Мокко получалось мяконьким, лёгким, светлым, как ядрышко грецкого ореха, и вкусным – мне разрешалось облизывать ложку. Пока мокко настаивалось, бабушка делала коржи, пекла их на большой чугунной сковороде. Поджаренные коржи тут же подрезались до ровного круга, и ещё жаркие сладкие обломочки, такие хрустящие и щиплющие с пылу язычок, были объеденьем, но много обломочков не давали: ими посыпали верхушку «Наполеона».

Бабушка промазывала кремом коржи, рисовала вилкой волны и узоры и вдавливала сверху, среди обломочков, кусочки шоколада.

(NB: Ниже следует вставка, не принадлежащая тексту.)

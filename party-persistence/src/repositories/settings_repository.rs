use anyhow::{Context, Result};
use sea_orm::{
    ActiveValue::Set, ConnectionTrait, DatabaseConnection, EntityTrait, TransactionTrait,
    sea_query::OnConflict,
};
use tracing::{debug, warn};

use crate::entities::{prelude::*, settings};
use party_core::{BankCatalog, classic_pack};
use party_types::{WordBank, WordSource};

pub const WORD_BANKS_KEY: &str = "word_banks";
pub const SELECTED_BANK_KEY: &str = "selected_bank_id";
pub const WORD_SOURCE_KEY: &str = "word_source";

/// Everything the party remembers between sessions
#[derive(Debug, Clone, Default, PartialEq, Eq)]
pub struct PartySettings {
    pub catalog: BankCatalog,
    pub source: WordSource,
}

pub struct SettingsRepository {
    db: DatabaseConnection,
}

impl SettingsRepository {
    pub fn new(db: DatabaseConnection) -> Self {
        Self { db }
    }

    pub async fn get(&self, key: &str) -> Result<Option<String>> {
        let model = Settings::find_by_id(key.to_string())
            .one(&self.db)
            .await
            .with_context(|| format!("Failed to read setting '{}'", key))?;
        Ok(model.map(|m| m.value))
    }

    pub async fn put(&self, key: &str, value: String) -> Result<()> {
        upsert(&self.db, key, value).await
    }

    /// Load stored settings, falling back per key: unreadable banks become
    /// the classic pack, an unknown selection becomes the first bank, and a
    /// missing source is `ai`.
    pub async fn load(&self) -> Result<PartySettings> {
        let banks = match self.get(WORD_BANKS_KEY).await? {
            Some(raw) => match serde_json::from_str::<Vec<WordBank>>(&raw) {
                Ok(banks) if !banks.is_empty() => banks,
                Ok(_) => {
                    warn!("Stored word bank list is empty, using the classic pack");
                    vec![classic_pack()]
                }
                Err(e) => {
                    warn!("Stored word banks are unreadable ({}), using the classic pack", e);
                    vec![classic_pack()]
                }
            },
            None => vec![classic_pack()],
        };

        let selected = self.get(SELECTED_BANK_KEY).await?;
        let source = self
            .get(WORD_SOURCE_KEY)
            .await?
            .and_then(|raw| WordSource::parse(&raw))
            .unwrap_or_default();

        debug!("Loaded {} word banks, source {}", banks.len(), source.as_str());
        Ok(PartySettings {
            catalog: BankCatalog::new(banks, selected),
            source,
        })
    }

    /// Write all three keys in one transaction
    pub async fn save(&self, settings: &PartySettings) -> Result<()> {
        let banks = serde_json::to_string(settings.catalog.banks())
            .context("Failed to serialize word banks")?;

        let txn = self.db.begin().await?;
        upsert(&txn, WORD_BANKS_KEY, banks).await?;
        match settings.catalog.selected_id() {
            Some(id) => upsert(&txn, SELECTED_BANK_KEY, id.to_string()).await?,
            None => {
                Settings::delete_by_id(SELECTED_BANK_KEY.to_string())
                    .exec(&txn)
                    .await?;
            }
        }
        upsert(&txn, WORD_SOURCE_KEY, settings.source.as_str().to_string()).await?;
        txn.commit().await.context("Failed to commit settings")?;

        debug!("Saved {} word banks", settings.catalog.banks().len());
        Ok(())
    }
}

async fn upsert<C: ConnectionTrait>(conn: &C, key: &str, value: String) -> Result<()> {
    let model = settings::ActiveModel {
        key: Set(key.to_string()),
        value: Set(value),
        updated_at: Set(chrono::Utc::now().into()),
    };

    Settings::insert(model)
        .on_conflict(
            OnConflict::column(settings::Column::Key)
                .update_columns([settings::Column::Value, settings::Column::UpdatedAt])
                .to_owned(),
        )
        .exec(conn)
        .await
        .with_context(|| format!("Failed to write setting '{}'", key))?;
    Ok(())
}
use serde::{Deserialize, Serialize};
use ts_rs::TS;

use crate::Phase;

#[derive(Debug, Clone, PartialEq, Eq, Serialize, Deserialize, TS, thiserror::Error)]
#[ts(export)]
pub enum MatchError {
    #[error("signal {signal} is not accepted during {phase:?}")]
    InvalidTransition { phase: Phase, signal: String },
    #[error("player name must not be empty")]
    EmptyPlayerName,
    #[error("the roster can only change before a match starts")]
    RosterLocked,
    #[error("player {player_id} not found")]
    UnknownPlayer { player_id: String },
    #[error("the drawer cannot be marked as a guesser")]
    DrawerCannotGuess,
    #[error("prompt choice {index} out of range ({available} offered)")]
    InvalidPromptChoice { index: usize, available: usize },
    #[error("word bank {bank_id} not found")]
    BankNotFound { bank_id: String },
    #[error("word bank name must not be empty")]
    EmptyBankName,
    #[error("invalid match configuration: {reason}")]
    InvalidConfig { reason: String },
}
pub mod controller;

pub use controller::SessionController;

Я помню, как мы стояли у стола и любовались «Наполеоном», а потом бабушка говорила:

«Ну всё, хватит!» – и относила торт на холод, в чулан, под тяжёлый старинный таз.

Вечером, пока грелся на плитке чайник – а он, как назло, не хотел скоро греться, – я вертелся у стола и нетерпеливо ждал, когда мне прикажут внести «Наполеон», когда наконец-то с трудом бабушкин нож разрежет его на треугольные дольки, одна из которых, может быть самая большая, будет моей.

Дольку, конечно, можно съесть сразу, но так неинтересно, лучше по частям, по коржинкам, блаженно слизывая горьковато-сладкий крем. Как ни тянешь, а кусочек кончается, и, если бабушка позволит, можно вылизать блюдце, а может случиться чудо, и тебе достанется второй кусочек, дополнительный и уже немножко подтаявший.

И вот торт уносят в чулан, и я слышу, как гремит оловянный таз. Можно ещё поиграть, может быть, тебя не сразу погонят чистить зубы едучим зубным порошком, после которого ты торт будто бы и не ел.